**Saved data entries**

**********

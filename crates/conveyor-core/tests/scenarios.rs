//! End-to-end runs of the pool through `DispatchService` and `Supervisor`.

use std::sync::{Arc, Mutex};
use std::time::Duration;

use async_trait::async_trait;
use tokio::time::Instant;

use conveyor_core::{
    AdmissionError, DispatchService, DrainOutcome, ExecutionError, PoolConfig, ShutdownConfig,
    ShutdownTrigger, Supervisor, Task, TaskExecutor, TaskId, TaskStatus, Transport,
    TransportError,
};

/// Always fails and remembers when it was called.
#[derive(Default)]
struct AlwaysFails {
    calls: Mutex<Vec<Instant>>,
}

#[async_trait]
impl TaskExecutor for AlwaysFails {
    async fn execute(&self, _task: &Task) -> Result<(), ExecutionError> {
        self.calls.lock().unwrap().push(Instant::now());
        Err(ExecutionError::new("downstream unavailable"))
    }
}

/// Succeeds after a fixed amount of work.
struct Sleeps(Duration);

#[async_trait]
impl TaskExecutor for Sleeps {
    async fn execute(&self, _task: &Task) -> Result<(), ExecutionError> {
        tokio::time::sleep(self.0).await;
        Ok(())
    }
}

struct NoopTransport;

#[async_trait]
impl Transport for NoopTransport {
    async fn stop(&self) -> Result<(), TransportError> {
        Ok(())
    }
}

#[tokio::test(start_paused = true)]
async fn failing_task_retries_with_growing_delays() {
    let executor = Arc::new(AlwaysFails::default());
    let service = DispatchService::with_worker_pool(PoolConfig::new(1, 1), executor.clone()).unwrap();

    service.submit("t1", "payload", 3).await.unwrap();
    service.shutdown().await;
    service.wait_for_completion().await;

    assert_eq!(service.status(&TaskId::new("t1")).await, Some(TaskStatus::Failed));

    let calls = executor.calls.lock().unwrap().clone();
    assert_eq!(calls.len(), 4, "one attempt plus three retries");

    let slack = Duration::from_millis(2);
    for (i, nominal_ms) in [100u64, 200, 400].into_iter().enumerate() {
        let gap = calls[i + 1] - calls[i];
        let nominal = Duration::from_millis(nominal_ms);
        assert!(gap >= nominal.mul_f64(0.8), "gap {i} too short: {gap:?}");
        assert!(gap <= nominal.mul_f64(1.2) + slack, "gap {i} too long: {gap:?}");
    }
}

#[tokio::test(start_paused = true)]
async fn every_task_finishes_before_wait_returns() {
    let service = DispatchService::with_worker_pool(
        PoolConfig::new(4, 64),
        Arc::new(Sleeps(Duration::from_millis(250))),
    )
    .unwrap();

    for i in 0..10 {
        service.submit(format!("task-{i}"), "payload", 1).await.unwrap();
    }
    service.shutdown().await;
    service.wait_for_completion().await;

    for i in 0..10 {
        let id = TaskId::new(format!("task-{i}"));
        assert_eq!(service.status(&id).await, Some(TaskStatus::Done), "{id}");
    }
    let counts = service.counts().await;
    assert_eq!(counts.done, 10);
    assert_eq!(counts.total(), 10);
}

#[tokio::test(start_paused = true)]
async fn deadline_abandons_slow_tasks_without_killing_them() {
    let service = Arc::new(
        DispatchService::with_worker_pool(
            PoolConfig::new(1, 4),
            Arc::new(Sleeps(Duration::from_secs(10))),
        )
        .unwrap(),
    );
    service.submit("slow", "payload", 1).await.unwrap();
    // let the worker pick it up
    tokio::time::sleep(Duration::from_millis(1)).await;

    let supervisor = Supervisor::new(ShutdownConfig {
        transport_timeout: Duration::from_secs(5),
        deadline: Duration::from_secs(1),
    });
    let report = supervisor
        .graceful_shutdown(
            ShutdownTrigger::Signal("SIGTERM".into()),
            &NoopTransport,
            service.clone(),
        )
        .await
        .unwrap();

    assert_eq!(report.drain, DrainOutcome::TimedOut);
    assert!(report.elapsed < Duration::from_millis(1100));
    assert_eq!(service.status(&TaskId::new("slow")).await, Some(TaskStatus::Running));

    // the worker was left running and still finishes
    service.wait_for_completion().await;
    assert_eq!(service.status(&TaskId::new("slow")).await, Some(TaskStatus::Done));
}

#[tokio::test(start_paused = true)]
async fn rejected_task_leaves_no_status() {
    let service =
        DispatchService::with_worker_pool(PoolConfig::new(1, 1), Arc::new(Sleeps(Duration::ZERO))).unwrap();
    service.shutdown().await;

    let err = service.submit("late", "payload", 1).await.unwrap_err();

    assert!(matches!(err, AdmissionError::ShuttingDown(_) | AdmissionError::NotRunning(_)));
    assert_eq!(service.status(&TaskId::new("late")).await, None);
    assert_eq!(service.counts().await.total(), 0);
}

#[tokio::test(start_paused = true)]
async fn terminal_status_does_not_change_afterwards() {
    let service = DispatchService::with_worker_pool(
        PoolConfig::new(2, 8),
        Arc::new(Sleeps(Duration::from_millis(50))),
    )
    .unwrap();

    service.submit("a", "payload", 1).await.unwrap();
    tokio::time::sleep(Duration::from_millis(100)).await;
    assert_eq!(service.status(&TaskId::new("a")).await, Some(TaskStatus::Done));

    service.submit("b", "payload", 1).await.unwrap();
    tokio::time::sleep(Duration::from_secs(1)).await;
    service.shutdown().await;
    service.wait_for_completion().await;

    assert_eq!(service.status(&TaskId::new("a")).await, Some(TaskStatus::Done));
    assert_eq!(service.status(&TaskId::new("b")).await, Some(TaskStatus::Done));
}
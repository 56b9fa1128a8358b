use std::time::Duration;

use async_trait::async_trait;
use rand::Rng;

use crate::error::ExecutionError;
use crate::task::Task;

/// The unit of work the pool runs for a task.
///
/// Called once per attempt. An `Err` (or a panic) counts as a failed attempt and
/// goes through the task's backoff.
#[async_trait]
pub trait TaskExecutor: Send + Sync {
    async fn execute(&self, task: &Task) -> Result<(), ExecutionError>;
}

/// Placeholder executor: sleeps a random amount and fails at random.
#[derive(Debug, Clone)]
pub struct SimulatedExecutor {
    pub min_latency: Duration,
    pub max_latency: Duration,
    /// Probability in `[0.0, 1.0]` that an attempt fails.
    pub failure_rate: f64,
}

impl Default for SimulatedExecutor {
    fn default() -> Self {
        Self {
            min_latency: Duration::from_millis(100),
            max_latency: Duration::from_millis(500),
            failure_rate: 0.2,
        }
    }
}

impl SimulatedExecutor {
    pub fn new(min_latency: Duration, max_latency: Duration, failure_rate: f64) -> Self {
        Self {
            min_latency,
            max_latency,
            failure_rate,
        }
    }
}

#[async_trait]
impl TaskExecutor for SimulatedExecutor {
    async fn execute(&self, task: &Task) -> Result<(), ExecutionError> {
        // ThreadRng is !Send, so it must not live across the await below
        let (latency, fails) = {
            let mut rng = rand::thread_rng();
            let latency = if self.max_latency > self.min_latency {
                rng.gen_range(self.min_latency..self.max_latency)
            } else {
                self.min_latency
            };
            (latency, rng.gen_bool(self.failure_rate.clamp(0.0, 1.0)))
        };

        tokio::time::sleep(latency).await;

        if fails {
            return Err(ExecutionError::new(format!(
                "simulated failure for task {}",
                task.id()
            )));
        }
        Ok(())
    }
}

**********

**Your objective**
Restate the data word for word.

**Task result**
filename crates/conveyor-core/tests/scenarios.rs
//! End-to-end runs of the pool through `DispatchService` and `Supervisor`.

use std::sync::{Arc, Mutex};
use std::time::Duration;

use async_trait::async_trait;
use tokio::time::Instant;

use conveyor_core::{
    AdmissionError, DispatchService, DrainOutcome, ExecutionError, PoolConfig, ShutdownConfig,
    ShutdownTrigger, Supervisor, Task, TaskExecutor, TaskId, TaskStatus, Transport,
    TransportError,
};

/// Always fails and remembers when it was called.
#[derive(Default)]
struct AlwaysFails {
    calls: Mutex<Vec<Instant>>,
}

#[async_trait]
impl TaskExecutor for AlwaysFails {
    async fn execute(&self, _task: &Task) -> Result<(), ExecutionError> {
        self.calls.lock().unwrap().push(Instant::now());
        Err(ExecutionError::new("downstream unavailable"))
    }
}

/// Succeeds after a fixed amount of work.
struct Sleeps(Duration);

#[async_trait]
impl TaskExecutor for Sleeps {
    async fn execute(&self, _task: &Task) -> Result<(), ExecutionError> {
        tokio::time::sleep(self.0).await;
        Ok(())
    }
}

struct NoopTransport;

#[async_trait]
impl Transport for NoopTransport {
    async fn stop(&self) -> Result<(), TransportError> {
        Ok(())
    }
}

#[tokio::test(start_paused = true)]
async fn failing_task_retries_with_growing_delays() {
    let executor = Arc::new(AlwaysFails::default());
    let service = DispatchService::with_worker_pool(PoolConfig::new(1, 1), executor.clone()).unwrap();

    service.submit("t1", "payload", 3).await.unwrap();
    service.shutdown().await;
    service.wait_for_completion().await;

    assert_eq!(service.status(&TaskId::new("t1")).await, Some(TaskStatus::Failed));

    let calls = executor.calls.lock().unwrap().clone();
    assert_eq!(calls.len(), 4, "one attempt plus three retries");

    let slack = Duration::from_millis(2);
    for (i, nominal_ms) in [100u64, 200, 400].into_iter().enumerate() {
        let gap = calls[i + 1] - calls[i];
        let nominal = Duration::from_millis(nominal_ms);
        assert!(gap >= nominal.mul_f64(0.8), "gap {i} too short: {gap:?}");
        assert!(gap <= nominal.mul_f64(1.2) + slack, "gap {i} too long: {gap:?}");
    }
}

#[tokio::test(start_paused = true)]
async fn every_task_finishes_before_wait_returns() {
    let service = DispatchService::with_worker_pool(
        PoolConfig::new(4, 64),
        Arc::new(Sleeps(Duration::from_millis(250))),
    )
    .unwrap();

    for i in 0..10 {
        service.submit(format!("task-{i}"), "payload", 1).await.unwrap();
    }
    service.shutdown().await;
    service.wait_for_completion().await;

    for i in 0..10 {
        let id = TaskId::new(format!("task-{i}"));
        assert_eq!(service.status(&id).await, Some(TaskStatus::Done), "{id}");
    }
    let counts = service.counts().await;
    assert_eq!(counts.done, 10);
    assert_eq!(counts.total(), 10);
}

#[tokio::test(start_paused = true)]
async fn deadline_abandons_slow_tasks_without_killing_them() {
    let service = Arc::new(
        DispatchService::with_worker_pool(
            PoolConfig::new(1, 4),
            Arc::new(Sleeps(Duration::from_secs(10))),
        )
        .unwrap(),
    );
    service.submit("slow", "payload", 1).await.unwrap();
    // let the worker pick it up
    tokio::time::sleep(Duration::from_millis(1)).await;

    let supervisor = Supervisor::new(ShutdownConfig {
        transport_timeout: Duration::from_secs(5),
        deadline: Duration::from_secs(1),
    });
    let report = supervisor
        .graceful_shutdown(
            ShutdownTrigger::Signal("SIGTERM".into()),
            &NoopTransport,
            service.clone(),
        )
        .await
        .unwrap();

    assert_eq!(report.drain, DrainOutcome::TimedOut);
    assert!(report.elapsed < Duration::from_millis(1100));
    assert_eq!(service.status(&TaskId::new("slow")).await, Some(TaskStatus::Running));

    // the worker was left running and still finishes
    service.wait_for_completion().await;
    assert_eq!(service.status(&TaskId::new("slow")).await, Some(TaskStatus::Done));
}

#[tokio::test(start_paused = true)]
async fn rejected_task_leaves_no_status() {
    let service =
        DispatchService::with_worker_pool(PoolConfig::new(1, 1), Arc::new(Sleeps(Duration::ZERO))).unwrap();
    service.shutdown().await;

    let err = service.submit("late", "payload", 1).await.unwrap_err();

    assert!(matches!(err, AdmissionError::ShuttingDown(_) | AdmissionError::NotRunning(_)));
    assert_eq!(service.status(&TaskId::new("late")).await, None);
    assert_eq!(service.counts().await.total(), 0);
}

#[tokio::test(start_paused = true)]
async fn terminal_status_does_not_change_afterwards() {
    let service = DispatchService::with_worker_pool(
        PoolConfig::new(2, 8),
        Arc::new(Sleeps(Duration::from_millis(50))),
    )
    .unwrap();

    service.submit("a", "payload", 1).await.unwrap();
    tokio::time::sleep(Duration::from_millis(100)).await;
    assert_eq!(service.status(&TaskId::new("a")).await, Some(TaskStatus::Done));

    service.submit("b", "payload", 1).await.unwrap();
    tokio::time::sleep(Duration::from_secs(1)).await;
    service.shutdown().await;
    service.wait_for_completion().await;

    assert_eq!(service.status(&TaskId::new("a")).await, Some(TaskStatus::Done));
    assert_eq!(service.status(&TaskId::new("b")).await, Some(TaskStatus::Done));
}
repository 56b9fa1128a8358b
use std::time::Duration;

use async_trait::async_trait;
use rand::Rng;

use crate::error::ExecutionError;
use crate::task::Task;

/// The unit of work the pool runs for a task.
///
/// Called once per attempt. An `Err` (or a panic) counts as a failed attempt and
/// goes through the task's backoff.
#[async_trait]
pub trait TaskExecutor: Send + Sync {
    async fn execute(&self, task: &Task) -> Result<(), ExecutionError>;
}

/// Placeholder executor: sleeps a random amount and fails at random.
#[derive(Debug, Clone)]
pub struct SimulatedExecutor {
    pub min_latency: Duration,
    pub max_latency: Duration,
    /// Probability in `[0.0, 1.0]` that an attempt fails.
    pub failure_rate: f64,
}

impl Default for SimulatedExecutor {
    fn default() -> Self {
        Self {
            min_latency: Duration::from_millis(100),
            max_latency: Duration::from_millis(500),
            failure_rate: 0.2,
        }
    }
}

impl SimulatedExecutor {
    pub fn new(min_latency: Duration, max_latency: Duration, failure_rate: f64) -> Self {
        Self {
            min_latency,
            max_latency,
            failure_rate,
        }
    }
}

#[async_trait]
impl TaskExecutor for SimulatedExecutor {
    async fn execute(&self, task: &Task) -> Result<(), ExecutionError> {
        // ThreadRng is !Send, so it must not live across the await below
        let (latency, fails) = {
            let mut rng = rand::thread_rng();
            let latency = if self.max_latency > self.min_latency {
                rng.gen_range(self.min_latency..self.max_latency)
            } else {
                self.min_latency
            };
            (latency, rng.gen_bool(self.failure_rate.clamp(0.0, 1.0)))
        };

        tokio::time::sleep(latency).await;

        if fails {
            return Err(ExecutionError::new(format!(
                "simulated failure for task {}",
                task.id()
            )));
        }
        Ok(())
    }
}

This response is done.